-- WHAT THIS TASK INVOLVES --
Retype the material exactly, ending with the line containing "pub fn envelope_count(&self)".

(Beginning of EXTRACTED INFORMATION)

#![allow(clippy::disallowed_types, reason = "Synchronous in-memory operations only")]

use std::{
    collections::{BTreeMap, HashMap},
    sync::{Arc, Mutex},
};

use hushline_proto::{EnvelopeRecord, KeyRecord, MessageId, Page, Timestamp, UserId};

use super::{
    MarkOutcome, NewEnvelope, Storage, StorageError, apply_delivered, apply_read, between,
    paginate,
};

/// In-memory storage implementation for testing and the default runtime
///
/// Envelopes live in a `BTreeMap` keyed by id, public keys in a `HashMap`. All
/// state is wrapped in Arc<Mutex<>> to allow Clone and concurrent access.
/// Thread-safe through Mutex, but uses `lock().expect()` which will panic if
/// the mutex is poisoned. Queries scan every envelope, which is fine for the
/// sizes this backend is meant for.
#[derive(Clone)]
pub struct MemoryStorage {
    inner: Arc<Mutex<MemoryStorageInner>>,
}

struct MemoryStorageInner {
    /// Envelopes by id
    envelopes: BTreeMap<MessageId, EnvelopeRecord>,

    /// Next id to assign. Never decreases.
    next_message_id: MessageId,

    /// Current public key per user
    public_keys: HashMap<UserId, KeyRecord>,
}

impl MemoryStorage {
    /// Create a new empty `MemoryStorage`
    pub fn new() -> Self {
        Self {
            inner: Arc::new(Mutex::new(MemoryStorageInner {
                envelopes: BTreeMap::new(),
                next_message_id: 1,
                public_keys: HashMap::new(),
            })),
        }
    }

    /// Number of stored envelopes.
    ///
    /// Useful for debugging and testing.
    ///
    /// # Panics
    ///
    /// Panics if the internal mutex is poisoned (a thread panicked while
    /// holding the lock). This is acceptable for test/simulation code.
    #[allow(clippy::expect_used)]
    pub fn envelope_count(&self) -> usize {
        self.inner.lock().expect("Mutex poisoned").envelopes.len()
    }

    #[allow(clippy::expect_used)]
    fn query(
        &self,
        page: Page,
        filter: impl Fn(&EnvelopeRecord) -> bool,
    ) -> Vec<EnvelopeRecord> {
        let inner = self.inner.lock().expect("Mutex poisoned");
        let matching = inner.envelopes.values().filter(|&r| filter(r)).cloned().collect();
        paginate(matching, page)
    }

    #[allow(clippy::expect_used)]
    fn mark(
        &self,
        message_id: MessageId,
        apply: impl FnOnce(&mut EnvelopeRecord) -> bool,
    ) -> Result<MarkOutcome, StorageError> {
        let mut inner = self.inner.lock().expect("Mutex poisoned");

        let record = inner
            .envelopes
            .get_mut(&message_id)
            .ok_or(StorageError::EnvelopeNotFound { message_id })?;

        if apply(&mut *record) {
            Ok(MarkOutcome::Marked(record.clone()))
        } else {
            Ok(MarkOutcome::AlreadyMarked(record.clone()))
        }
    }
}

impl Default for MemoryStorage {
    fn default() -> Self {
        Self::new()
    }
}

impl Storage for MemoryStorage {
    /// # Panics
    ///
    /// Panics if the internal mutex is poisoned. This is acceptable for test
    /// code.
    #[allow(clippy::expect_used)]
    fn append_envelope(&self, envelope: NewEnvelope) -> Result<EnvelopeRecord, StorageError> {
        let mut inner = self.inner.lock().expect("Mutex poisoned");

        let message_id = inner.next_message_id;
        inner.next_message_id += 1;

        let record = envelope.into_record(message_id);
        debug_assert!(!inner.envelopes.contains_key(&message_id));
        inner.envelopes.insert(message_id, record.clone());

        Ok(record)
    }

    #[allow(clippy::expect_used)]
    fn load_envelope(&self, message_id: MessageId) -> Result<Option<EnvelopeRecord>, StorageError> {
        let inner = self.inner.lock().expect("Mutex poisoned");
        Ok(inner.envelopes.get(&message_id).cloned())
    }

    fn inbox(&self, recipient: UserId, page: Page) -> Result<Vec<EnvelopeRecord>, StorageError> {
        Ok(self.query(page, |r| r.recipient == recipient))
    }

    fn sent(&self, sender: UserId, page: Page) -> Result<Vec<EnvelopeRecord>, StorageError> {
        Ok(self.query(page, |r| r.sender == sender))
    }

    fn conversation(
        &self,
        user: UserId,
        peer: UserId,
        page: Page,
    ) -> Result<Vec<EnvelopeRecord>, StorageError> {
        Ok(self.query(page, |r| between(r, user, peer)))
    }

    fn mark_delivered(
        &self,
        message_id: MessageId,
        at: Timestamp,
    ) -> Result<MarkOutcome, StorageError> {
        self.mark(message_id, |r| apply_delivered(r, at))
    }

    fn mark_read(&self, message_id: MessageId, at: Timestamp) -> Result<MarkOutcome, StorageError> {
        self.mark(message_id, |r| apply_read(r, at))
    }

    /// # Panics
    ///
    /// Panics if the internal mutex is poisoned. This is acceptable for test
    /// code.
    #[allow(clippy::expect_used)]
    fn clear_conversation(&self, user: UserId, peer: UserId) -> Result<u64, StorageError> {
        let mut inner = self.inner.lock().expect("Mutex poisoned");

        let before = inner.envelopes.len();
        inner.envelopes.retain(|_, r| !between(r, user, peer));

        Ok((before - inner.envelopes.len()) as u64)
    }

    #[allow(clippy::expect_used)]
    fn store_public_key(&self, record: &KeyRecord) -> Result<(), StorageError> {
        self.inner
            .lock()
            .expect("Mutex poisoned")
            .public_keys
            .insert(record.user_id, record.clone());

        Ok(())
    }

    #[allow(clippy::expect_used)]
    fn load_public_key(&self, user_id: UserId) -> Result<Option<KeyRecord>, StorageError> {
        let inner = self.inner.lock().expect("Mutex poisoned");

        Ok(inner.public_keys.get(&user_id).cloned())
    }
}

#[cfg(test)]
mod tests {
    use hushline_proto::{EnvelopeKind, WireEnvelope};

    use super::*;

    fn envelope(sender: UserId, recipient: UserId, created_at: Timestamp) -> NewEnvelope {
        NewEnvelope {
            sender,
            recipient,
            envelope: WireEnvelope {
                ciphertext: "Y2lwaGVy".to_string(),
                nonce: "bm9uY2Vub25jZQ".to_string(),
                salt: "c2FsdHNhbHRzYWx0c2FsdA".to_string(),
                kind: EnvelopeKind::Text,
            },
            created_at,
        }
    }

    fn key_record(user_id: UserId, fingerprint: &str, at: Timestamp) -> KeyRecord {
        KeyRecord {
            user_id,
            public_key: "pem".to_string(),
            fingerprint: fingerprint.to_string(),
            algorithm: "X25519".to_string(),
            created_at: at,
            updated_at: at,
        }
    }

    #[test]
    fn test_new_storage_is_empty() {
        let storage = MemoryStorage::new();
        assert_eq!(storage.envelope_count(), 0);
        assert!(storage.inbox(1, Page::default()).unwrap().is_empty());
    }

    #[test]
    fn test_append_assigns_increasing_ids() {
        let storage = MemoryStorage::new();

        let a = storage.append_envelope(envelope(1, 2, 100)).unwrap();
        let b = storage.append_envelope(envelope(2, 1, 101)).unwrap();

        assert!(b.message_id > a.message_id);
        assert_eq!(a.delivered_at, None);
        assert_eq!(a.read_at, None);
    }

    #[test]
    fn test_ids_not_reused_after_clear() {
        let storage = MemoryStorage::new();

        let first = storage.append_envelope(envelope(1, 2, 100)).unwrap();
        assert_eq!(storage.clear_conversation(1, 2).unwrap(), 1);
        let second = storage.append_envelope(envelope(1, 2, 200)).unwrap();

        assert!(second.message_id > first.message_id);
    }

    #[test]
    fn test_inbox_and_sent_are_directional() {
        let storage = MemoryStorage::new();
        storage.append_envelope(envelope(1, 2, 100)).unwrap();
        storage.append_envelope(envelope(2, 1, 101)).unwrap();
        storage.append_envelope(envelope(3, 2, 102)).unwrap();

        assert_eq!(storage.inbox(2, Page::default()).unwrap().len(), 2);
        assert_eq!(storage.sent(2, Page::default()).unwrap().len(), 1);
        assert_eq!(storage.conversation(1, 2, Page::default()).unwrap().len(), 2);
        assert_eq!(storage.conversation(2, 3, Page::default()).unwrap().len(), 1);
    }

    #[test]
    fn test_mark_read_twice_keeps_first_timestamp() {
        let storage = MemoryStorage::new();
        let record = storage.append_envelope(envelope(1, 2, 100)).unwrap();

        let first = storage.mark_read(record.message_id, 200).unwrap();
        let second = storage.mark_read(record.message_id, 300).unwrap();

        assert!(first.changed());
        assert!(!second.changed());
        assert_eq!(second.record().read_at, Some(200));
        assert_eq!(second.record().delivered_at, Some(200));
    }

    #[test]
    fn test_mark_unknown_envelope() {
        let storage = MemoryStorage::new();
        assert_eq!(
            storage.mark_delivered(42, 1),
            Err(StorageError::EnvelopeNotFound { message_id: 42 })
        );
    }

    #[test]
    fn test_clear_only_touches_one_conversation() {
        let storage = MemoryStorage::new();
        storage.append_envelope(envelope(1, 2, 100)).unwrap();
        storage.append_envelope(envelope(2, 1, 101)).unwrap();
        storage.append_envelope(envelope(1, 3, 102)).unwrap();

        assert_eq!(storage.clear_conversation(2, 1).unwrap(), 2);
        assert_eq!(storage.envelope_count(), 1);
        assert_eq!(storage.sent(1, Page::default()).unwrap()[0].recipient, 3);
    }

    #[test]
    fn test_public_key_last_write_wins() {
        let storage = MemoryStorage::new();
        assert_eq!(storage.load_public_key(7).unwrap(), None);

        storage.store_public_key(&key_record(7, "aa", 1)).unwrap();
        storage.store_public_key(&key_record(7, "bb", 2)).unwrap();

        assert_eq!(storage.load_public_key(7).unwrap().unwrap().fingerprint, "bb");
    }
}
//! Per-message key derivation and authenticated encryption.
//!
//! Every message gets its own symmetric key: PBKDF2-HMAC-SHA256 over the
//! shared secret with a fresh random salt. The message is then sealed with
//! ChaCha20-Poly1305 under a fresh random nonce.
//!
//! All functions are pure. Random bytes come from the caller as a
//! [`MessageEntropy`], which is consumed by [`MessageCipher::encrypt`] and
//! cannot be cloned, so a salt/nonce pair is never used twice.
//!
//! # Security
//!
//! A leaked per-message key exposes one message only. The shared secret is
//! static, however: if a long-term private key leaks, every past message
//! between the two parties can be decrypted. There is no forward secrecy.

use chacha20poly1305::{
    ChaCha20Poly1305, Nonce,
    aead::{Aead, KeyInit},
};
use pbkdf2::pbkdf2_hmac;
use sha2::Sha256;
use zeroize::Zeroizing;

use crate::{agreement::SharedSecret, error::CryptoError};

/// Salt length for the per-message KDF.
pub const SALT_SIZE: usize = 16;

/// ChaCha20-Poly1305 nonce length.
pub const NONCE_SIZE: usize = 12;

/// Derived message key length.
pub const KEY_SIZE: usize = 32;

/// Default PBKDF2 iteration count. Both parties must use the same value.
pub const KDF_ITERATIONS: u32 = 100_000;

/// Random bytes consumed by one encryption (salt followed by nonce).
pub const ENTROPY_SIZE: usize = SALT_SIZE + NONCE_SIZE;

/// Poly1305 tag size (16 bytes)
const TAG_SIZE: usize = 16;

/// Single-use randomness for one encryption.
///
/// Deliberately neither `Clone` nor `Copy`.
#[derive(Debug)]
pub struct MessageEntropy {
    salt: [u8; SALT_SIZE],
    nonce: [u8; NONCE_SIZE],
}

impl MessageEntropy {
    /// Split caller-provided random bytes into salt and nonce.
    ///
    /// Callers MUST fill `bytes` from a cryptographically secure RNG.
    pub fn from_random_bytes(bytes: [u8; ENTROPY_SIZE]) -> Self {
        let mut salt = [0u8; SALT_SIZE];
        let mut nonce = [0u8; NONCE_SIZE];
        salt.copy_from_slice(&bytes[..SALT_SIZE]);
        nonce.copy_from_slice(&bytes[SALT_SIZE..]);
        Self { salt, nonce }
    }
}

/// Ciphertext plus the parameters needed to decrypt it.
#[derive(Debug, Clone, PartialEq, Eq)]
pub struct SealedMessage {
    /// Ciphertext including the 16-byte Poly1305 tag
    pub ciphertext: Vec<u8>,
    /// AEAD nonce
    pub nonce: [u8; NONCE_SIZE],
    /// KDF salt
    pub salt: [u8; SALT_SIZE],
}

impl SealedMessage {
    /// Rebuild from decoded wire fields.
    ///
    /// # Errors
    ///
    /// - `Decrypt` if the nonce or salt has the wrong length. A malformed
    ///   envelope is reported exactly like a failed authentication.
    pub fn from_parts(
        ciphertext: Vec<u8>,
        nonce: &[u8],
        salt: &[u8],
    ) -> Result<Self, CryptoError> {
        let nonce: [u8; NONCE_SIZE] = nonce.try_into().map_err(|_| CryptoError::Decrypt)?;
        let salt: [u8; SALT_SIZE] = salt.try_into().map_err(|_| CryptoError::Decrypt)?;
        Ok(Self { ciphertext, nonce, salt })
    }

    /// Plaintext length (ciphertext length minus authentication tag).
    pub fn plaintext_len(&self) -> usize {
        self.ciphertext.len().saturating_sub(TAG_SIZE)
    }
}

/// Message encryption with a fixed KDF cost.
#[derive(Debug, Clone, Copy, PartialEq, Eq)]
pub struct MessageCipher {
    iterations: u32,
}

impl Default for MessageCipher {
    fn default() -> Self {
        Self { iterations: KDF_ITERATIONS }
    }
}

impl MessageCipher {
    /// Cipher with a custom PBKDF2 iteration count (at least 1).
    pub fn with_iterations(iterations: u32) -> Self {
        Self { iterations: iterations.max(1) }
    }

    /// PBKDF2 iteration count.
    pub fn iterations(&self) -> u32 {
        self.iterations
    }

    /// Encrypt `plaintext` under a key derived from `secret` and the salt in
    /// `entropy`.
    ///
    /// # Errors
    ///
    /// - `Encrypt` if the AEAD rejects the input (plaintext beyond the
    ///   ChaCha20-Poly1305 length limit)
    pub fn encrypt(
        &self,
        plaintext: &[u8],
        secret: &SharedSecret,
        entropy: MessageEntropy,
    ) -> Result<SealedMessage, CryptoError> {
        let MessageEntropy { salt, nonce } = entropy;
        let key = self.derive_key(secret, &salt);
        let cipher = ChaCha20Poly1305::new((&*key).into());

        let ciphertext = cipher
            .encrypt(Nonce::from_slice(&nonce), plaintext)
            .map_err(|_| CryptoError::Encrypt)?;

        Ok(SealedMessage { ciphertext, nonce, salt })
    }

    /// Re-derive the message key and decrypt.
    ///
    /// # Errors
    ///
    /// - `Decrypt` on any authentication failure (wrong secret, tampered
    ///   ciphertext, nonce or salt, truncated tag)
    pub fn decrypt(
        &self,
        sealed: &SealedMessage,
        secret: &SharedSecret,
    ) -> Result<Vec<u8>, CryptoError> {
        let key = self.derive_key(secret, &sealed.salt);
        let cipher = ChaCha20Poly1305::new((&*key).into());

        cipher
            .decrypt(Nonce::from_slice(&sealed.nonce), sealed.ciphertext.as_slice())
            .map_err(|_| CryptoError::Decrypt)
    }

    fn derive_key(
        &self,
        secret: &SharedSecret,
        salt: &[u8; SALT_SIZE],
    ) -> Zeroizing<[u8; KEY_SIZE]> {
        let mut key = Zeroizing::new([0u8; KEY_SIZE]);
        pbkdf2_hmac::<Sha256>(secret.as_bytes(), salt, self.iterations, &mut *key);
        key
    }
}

(End of EXTRACTED INFORMATION)

-- YOUR RESPONSE --
#![allow(clippy::disallowed_types, reason = "Synchronous in-memory operations only")]

use std::{
    collections::{BTreeMap, HashMap},
    sync::{Arc, Mutex},
};

use hushline_proto::{EnvelopeRecord, KeyRecord, MessageId, Page, Timestamp, UserId};

use super::{
    MarkOutcome, NewEnvelope, Storage, StorageError, apply_delivered, apply_read, between,
    paginate,
};

/// In-memory storage implementation for testing and the default runtime
///
/// Envelopes live in a `BTreeMap` keyed by id, public keys in a `HashMap`. All
/// state is wrapped in Arc<Mutex<>> to allow Clone and concurrent access.
/// Thread-safe through Mutex, but uses `lock().expect()` which will panic if
/// the mutex is poisoned. Queries scan every envelope, which is fine for the
/// sizes this backend is meant for.
#[derive(Clone)]
pub struct MemoryStorage {
    inner: Arc<Mutex<MemoryStorageInner>>,
}

struct MemoryStorageInner {
    /// Envelopes by id
    envelopes: BTreeMap<MessageId, EnvelopeRecord>,

    /// Next id to assign. Never decreases.
    next_message_id: MessageId,

    /// Current public key per user
    public_keys: HashMap<UserId, KeyRecord>,
}

impl MemoryStorage {
    /// Create a new empty `MemoryStorage`
    pub fn new() -> Self {
        Self {
            inner: Arc::new(Mutex::new(MemoryStorageInner {
                envelopes: BTreeMap::new(),
                next_message_id: 1,
                public_keys: HashMap::new(),
            })),
        }
    }

    /// Number of stored envelopes.
    ///
    /// Useful for debugging and testing.
    ///
    /// # Panics
    ///
    /// Panics if the internal mutex is poisoned (a thread panicked while
    /// holding the lock). This is acceptable for test/simulation code.
    #[allow(clippy::expect_used)]
    pub fn envelope_count(&self) -> usize {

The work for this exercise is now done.